The Communist economic system “is based on ideas that are barely 200 years old and whose influence is declining, whilst Buddhism and other religions have thousands of years and continue to attract the world’s attention,” the Dalai Lama told a group of Vietnamese executives. “Even if the world Marx imagined has some points that can be shared, the way regimes control human life and thought is unacceptable,” he told his audience, made up mostly of liberal managers and economists from Vietnam who have little sympathy is Hanoi.

The group of 102 delegates represents Vietnam’s Tibetan Buddhists, about half from the North and half from the South, members of the Vietnamese CEO’s Club, a liberal group tolerated by the regime.

Tibet’s spiritual leader met them in Dharamsala where Tibetan exiles are holding a big summit to decide the approach to take vis-à-vis the wave of self-immolations that has swept their homeland.

Tomorrow afternoon, summit delegates will present a joint motion after four days of debate.

The Dalai Lama, who will close the great gathering tomorrow, wanted to meet the Vietnamese group.

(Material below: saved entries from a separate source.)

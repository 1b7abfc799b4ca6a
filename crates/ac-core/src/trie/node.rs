use std::collections::BTreeMap;
use std::time::Duration;

use crate::suggestion::Suggestion;

/// One prefix node. The word lives only on terminal nodes.
#[derive(Debug, Default)]
pub(crate) struct Node {
    pub children: BTreeMap<char, Node>,
    pub word: Option<String>,
    pub score: f64,
    pub frequency: u32,
    /// epoch seconds, 0 = never selected
    pub last_used: u64,
    pub updated_at: u64,
}

impl Node {
    pub fn is_terminal(&self) -> bool {
        self.word.is_some()
    }

    /// Follow `key` one character at a time.
    pub fn descend(&self, key: &str) -> Option<&Node> {
        key.chars()
            .try_fold(self, |node, ch| node.children.get(&ch))
    }

    pub fn descend_mut(&mut self, key: &str) -> Option<&mut Node> {
        key.chars()
            .try_fold(self, |node, ch| node.children.get_mut(&ch))
    }

    /// Walk `key`, creating missing nodes along the way.
    pub fn descend_or_insert(&mut self, key: &str) -> &mut Node {
        key.chars()
            .fold(self, |node, ch| node.children.entry(ch).or_default())
    }

    pub fn snapshot(&self) -> Option<Suggestion> {
        self.word.as_ref().map(|word| Suggestion {
            word: word.clone(),
            score: self.score,
            frequency: self.frequency,
            last_used: self.last_used,
        })
    }

    /// Snapshot every terminal node in this subtree, depth first.
    pub fn collect(&self, out: &mut Vec<Suggestion>) {
        let mut stack = vec![self];
        while let Some(node) = stack.pop() {
            out.extend(node.snapshot());
            stack.extend(node.children.values());
        }
    }

    /// Number of nodes in this subtree, including `self`.
    pub fn count(&self) -> usize {
        let mut total = 0;
        let mut stack = vec![self];
        while let Some(node) = stack.pop() {
            total += 1;
            stack.extend(node.children.values());
        }
        total
    }

    pub fn word_count(&self) -> usize {
        let mut total = 0;
        let mut stack = vec![self];
        while let Some(node) = stack.pop() {
            total += usize::from(node.is_terminal());
            stack.extend(node.children.values());
        }
        total
    }

    pub fn is_stale(&self, now: u64, max_age: Duration) -> bool {
        self.last_used != 0 && Duration::from_secs(now.saturating_sub(self.last_used)) > max_age
    }

    fn is_removable(&self, now: u64, max_age: Duration) -> bool {
        self.children.is_empty() && (!self.is_terminal() || self.is_stale(now, max_age))
    }

    /// Post-order prune of dead descendants. `self` is never removed here;
    /// the caller decides that. Returns the number of nodes dropped.
    pub fn prune_children(&mut self, now: u64, max_age: Duration) -> usize {
        let mut removed = 0;
        self.children.retain(|_, child| {
            removed += child.prune_children(now, max_age);
            if child.is_removable(now, max_age) {
                removed += 1;
                false
            } else {
                true
            }
        });
        removed
    }
}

“There are times and situations in which external factors limit the sense of religion,” he explained. “However, this should not frighten us because all we need is to develop a warm and open heart to live in a positive manner. Sharing wealth as Communists preach is a good thing, in theory, but it has never been applied.”

In answering a mother who wanted to know how to live a good family life, he jokingly said, “I am 76 years old and do not have children. I think it is a bit late to start a family; so I will not dare answer your question.”

“Children like all the people we care for need attention and care. It is necessary that they grow up in freedom to develop according to their own inclinations.”

One of the delegates asked the Dalai Lama to travel to the Spratly or the Paracel Islands, which China and Vietnam claim, to start the construction of a temple that could appease recent nationalist tensions agitating the continent.

“Rather than temples, I’d like to see the construction of study centres,” the Nobel Prize laureate said. “In any event, such a place would be more useful in Saigon or Hanoi than on a small island.”

The meeting was widely covered by Tibetan media, which have stressed the closeness between the Chinese and the Vietnamese Communist parties.

The “liberal” delegation had some hurdles to clear before it could get the visa to travel to India, but in the end, they were able to meet the spiritual leader.

For this reason as well, the Dalai Lama chose not to take part in the summit but meet instead participants.